Octagonal Black Lacquer Tray
with Basketry Panels and Painted Decor
編竹漆繪紋八角黑漆盤

Diameter: 35.3 cm. (13 7/8 in.) 徑 35.3 厘米
Height: 8.0 cm. (3 1/8 in.) 高 8.0 厘米

Qing dynasty 清

17th-18th century A.D.

(see write up below)

The octagonal tray is supported by eight cabriole legs with foliate aprons in black with gilt edges connected by an octagonal stretcher. The exterior is composed of eight quatrefoils of brown woven basketry rimmed in gold against a red lacquer ground. The black lacquer ground of the interior is decorated entirely in a reddish-gold-colored scene (red lacquer applied over gold) with extensive detailing produced through painted, incised, and scratched lines. A scene depicting a clearing in a mountainous riverscape reveals two robed scholars, each in conversation with an attendant. A boat is moored in a rocky grotto below and an open-air hut is seen in the background. The interior of rockwork and mountains are incised to indicate shading that effectively produces a sense of bulk and substance.
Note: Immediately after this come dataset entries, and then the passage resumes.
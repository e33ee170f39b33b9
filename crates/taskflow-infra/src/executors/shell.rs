//! Shell task type: run a command and capture its output.
//!
//! Parameters:
//! - `command` (required) -- program to run
//! - `args` -- array of string arguments
//! - `env` -- object of extra environment variables
//! - `cwd` -- working directory

use serde_json::{Value, json};
use taskflow_core::task::{TaskExecutor, TaskOutput};
use taskflow_types::error::TaskError;
use taskflow_types::task::TaskConfig;
use tokio::process::Command;

#[derive(Debug, Clone, Copy, Default)]
pub struct ShellExecutor;

impl ShellExecutor {
    fn build_command(task: &TaskConfig) -> Result<Command, TaskError> {
        let program = task.param_str("command").ok_or_else(|| {
            TaskError::InvalidParameters(format!("task '{}' has no 'command'", task.task_id))
        })?;

        let mut command = Command::new(program);
        command.kill_on_drop(true);

        if let Some(args) = task.parameters.get("args") {
            let args = args.as_array().ok_or_else(|| {
                TaskError::InvalidParameters("'args' must be an array".to_string())
            })?;
            for arg in args {
                match arg {
                    Value::String(s) => command.arg(s),
                    other => command.arg(other.to_string()),
                };
            }
        }

        if let Some(env) = task.parameters.get("env") {
            let env = env.as_object().ok_or_else(|| {
                TaskError::InvalidParameters("'env' must be an object".to_string())
            })?;
            for (key, value) in env {
                match value {
                    Value::String(s) => command.env(key, s),
                    other => command.env(key, other.to_string()),
                };
            }
        }

        if let Some(cwd) = task.param_str("cwd") {
            command.current_dir(cwd);
        }

        Ok(command)
    }
}

impl TaskExecutor for ShellExecutor {
    async fn execute(&self, task: &TaskConfig) -> Result<TaskOutput, TaskError> {
        let mut command = Self::build_command(task)?;
        let program = task.param_str("command").unwrap_or_default();

        let output = command.output().await.map_err(|e| {
            TaskError::failed(format!("failed to run '{program}': {e}"))
        })?;

        let stdout = String::from_utf8_lossy(&output.stdout).into_owned();
        let stderr = String::from_utf8_lossy(&output.stderr).into_owned();
        let exit_code = output.status.code();

        tracing::debug!(
            task_id = task.task_id.as_str(),
            program,
            exit_code,
            stdout_len = stdout.len(),
            "shell command finished"
        );

        if !output.status.success() {
            let code = exit_code.map_or_else(|| "signal".to_string(), |c| c.to_string());
            return Err(TaskError::failed(format!(
                "'{program}' exited with {code}: {}",
                stderr.trim()
            )));
        }

        Ok(json!({
            "exit_code": exit_code,
            "stdout": stdout,
            "stderr": stderr,
        }))
    }
}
Tree trunks and branches are rendered with carefully brushed, while staccato dots, dabs, and short lines indicate foliage. Eight different bird- and-flower vignettes in quatrefoil panels against grounds of scalloped waves decorate the interior sides between cloud-scroll borders. The panels alternate between songbirds on branches and waterfowl amid reeds and grasses. The central octagonal field is bordered by a complex scroll that is repeated on the mouth rim of the tray. The base is covered with a thin coat of lacquer.
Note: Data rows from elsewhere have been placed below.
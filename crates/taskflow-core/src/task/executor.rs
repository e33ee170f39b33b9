//! TaskExecutor trait definition.
//!
//! This is the capability the engine calls to run a single task attempt.
//! Uses native async fn in traits (RPITIT, Rust 2024 edition); the
//! `BoxTaskExecutor` wrapper provides dynamic dispatch where needed.
//!
//! Implementations for concrete task types live in taskflow-infra.

use std::future::Future;

use serde_json::Value;
use taskflow_types::error::TaskError;
use taskflow_types::task::TaskConfig;

/// Output of a successful attempt. Opaque to the engine.
pub type TaskOutput = Value;

/// Runs one attempt of a task.
///
/// Any `Err` counts as a failed attempt and drives the retry loop, unless
/// the error is not retryable (see [`TaskError::is_retryable`]).
pub trait TaskExecutor: Send + Sync {
    fn execute(
        &self,
        task: &TaskConfig,
    ) -> impl Future<Output = Result<TaskOutput, TaskError>> + Send;
}

/// Adapts a closure into a [`TaskExecutor`].
///
/// The closure receives an owned copy of the task configuration so the
/// returned future does not borrow from the engine.
///
/// ```
/// use taskflow_core::task::FnExecutor;
/// use serde_json::json;
///
/// let echo = FnExecutor::new(|task: taskflow_types::task::TaskConfig| async move { Ok::<_, taskflow_types::error::TaskError>(json!({ "id": task.task_id })) });
/// # let _ = echo;
/// ```
pub struct FnExecutor<F> {
    f: F,
}

impl<F> FnExecutor<F> {
    pub fn new(f: F) -> Self {
        Self { f }
    }
}

impl<F, Fut> TaskExecutor for FnExecutor<F>
where
    F: Fn(TaskConfig) -> Fut + Send + Sync,
    Fut: Future<Output = Result<TaskOutput, TaskError>> + Send,
{
    fn execute(
        &self,
        task: &TaskConfig,
    ) -> impl Future<Output = Result<TaskOutput, TaskError>> + Send {
        (self.f)(task.clone())
    }
}

#[cfg(test)]
mod tests {
    use super::*;
    use serde_json::json;

    #[tokio::test]
    async fn test_fn_executor_receives_task() {
        let exec = FnExecutor::new(|task: TaskConfig| async move {
            Ok(json!({ "id": task.task_id, "type": task.task_type }))
        });
        let out = exec.execute(&TaskConfig::new("a", "echo")).await.unwrap();
        assert_eq!(out, json!({ "id": "a", "type": "echo" }));
    }

    #[tokio::test]
    async fn test_fn_executor_propagates_errors() {
        let exec = FnExecutor::new(|_task: TaskConfig| async move {
            Err(TaskError::failed("nope"))
        });
        let err = exec.execute(&TaskConfig::new("a", "echo")).await.unwrap_err();
        assert_eq!(err, TaskError::failed("nope"));
    }
}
It is not possible to say for certain what is transpiring between the figures depicted on this lacquer tray. A gentleman, an official of some sort recognizable by his hat, is perhaps discussing the cost of a trip across the river with the boatman in front of him, identifiable by his garb and the oar at his feet. Accompanied by another male figure and a younger boy, this bargaining has been going on since the 18th century A.D. or possibly even longer than that. A similarly shaped undecorated lacquer tray with basketry exterior is inscribed on the base with a dedication and date corresponding to 1720 (fig. 1). The Field Museum of Chicago has a related box inscribed with a slightly later date, A.D. 1726 (fig. 2). The small figures in a clearing surrounded by mountains and trees related to the present tray were painted in gold lacquer. A circular box with delicate polychrome painting on a black ground and a red-lacquered basketry exterior in the Minneapolis Museum of Art is dated earlier in the Qing dynasty, to 1688.1

The use of woven bamboo to enhance lacquer work, however, appears to have been most popular during the late Ming period: “The efflorescence of lacquer ware made with panels of bamboo basketry and usually with polychrome decoration in southeastern China from the late sixteenth to the early seventeen century was fostered by the prosperity of the region as well as by the availability of fine bamboo for weaving.”2 Furthermore, comparison to painting techniques observed in the scenes occurring on lacquerware of the Ming dynasty, for example, on a box in the Sho¯to¯ Museum in Tokyo, which is attributed to the late Ming period, introduces the possibility of a date of manufacture for the present tray also during the 17th century (figs. 3-4). Another piece ascribed to the late Ming, in the Anhui Provincial Museum, is similarly fashioned as an octagonal tray, however raised on a round foot ring, but decorated with similar bird-and-flower subjects on the eight sections of the interior wall (fig. 5).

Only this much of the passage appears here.